With the help of Valentin Beck, an ethnic German, and his family, Clara, her family and others are hidden in a purpose-built bunker under Melman's house [ who are also living in the bunker with Clara and her family], which the book describes as "a space no larger than a horse stall." Beck, who is employed by the occupying forces as a storeman in an alcohol depot, has a reputation as an anti-Semite, a drunk and a philanderer. The author says that 18 people lived in the bunker for much of the time, while above them Beck's house was often used as lodgings for Wehrmacht troops and SS officers. In the bunker, Clara's mother urges her to begin writing a diary so that if they do not survive the war, the world will know what happened to them.

Kramer recalls her day-to-day life in the bunker, the struggle to survive, how Beck brings them food and news of the war. She learns from Beck of the deportation of many of her friends to the death camps and other events associated with the Holocaust in Poland.
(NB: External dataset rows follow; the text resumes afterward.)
//! User entity model and DTOs.

use serde::Serialize;
use sqlx::FromRow;
use stroyka_core::types::{DbId, Timestamp};

/// A user row from the `users` table. Not serializable: the password hash
/// must never leave the persistence layer; respond with [`UserPublic`].
#[derive(Debug, Clone, FromRow)]
pub struct User {
    pub id: DbId,
    pub name: String,
    pub org_name: String,
    pub role: String,
    pub email: String,
    pub phone: String,
    pub password_hash: String,
    pub created_at: Timestamp,
    pub updated_at: Timestamp,
}

/// The public projection of a user embedded in API responses.
#[derive(Debug, Clone, Serialize)]
pub struct UserPublic {
    pub id: DbId,
    pub name: String,
    pub org_name: String,
    pub role: String,
    pub email: String,
    pub phone: String,
}

impl From<&User> for UserPublic {
    fn from(user: &User) -> Self {
        UserPublic {
            id: user.id,
            name: user.name.clone(),
            org_name: user.org_name.clone(),
            role: user.role.clone(),
            email: user.email.clone(),
            phone: user.phone.clone(),
        }
    }
}

/// Write model for inserting a user. The password arrives already hashed.
#[derive(Debug, Clone)]
pub struct NewUser {
    pub name: String,
    pub org_name: String,
    pub role: String,
    pub email: String,
    pub phone: String,
    pub password_hash: String,
}

/// Sparse write model for user updates. A password change arrives here as
/// a fresh hash.
#[derive(Debug, Clone, Default)]
pub struct UpdateUser {
    pub name: Option<String>,
    pub org_name: Option<String>,
    pub email: Option<String>,
    pub phone: Option<String>,
    pub password_hash: Option<String>,
}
She also recalls an affair that Beck has with one of the occupants, and how this puts them all in danger when Beck's wife, Julia, becomes aware of the relationship. There are also many occasions on which they are almost compromised.

All but one of the occupants survives to see Zolkiew liberated by the Red Army, the one death occurring when the house catches fire and Clara's sister flees in panic and is captured by the Nazis. Kramer claims that of 5,000 Jews in Zolkiew before the war, only 50 survived.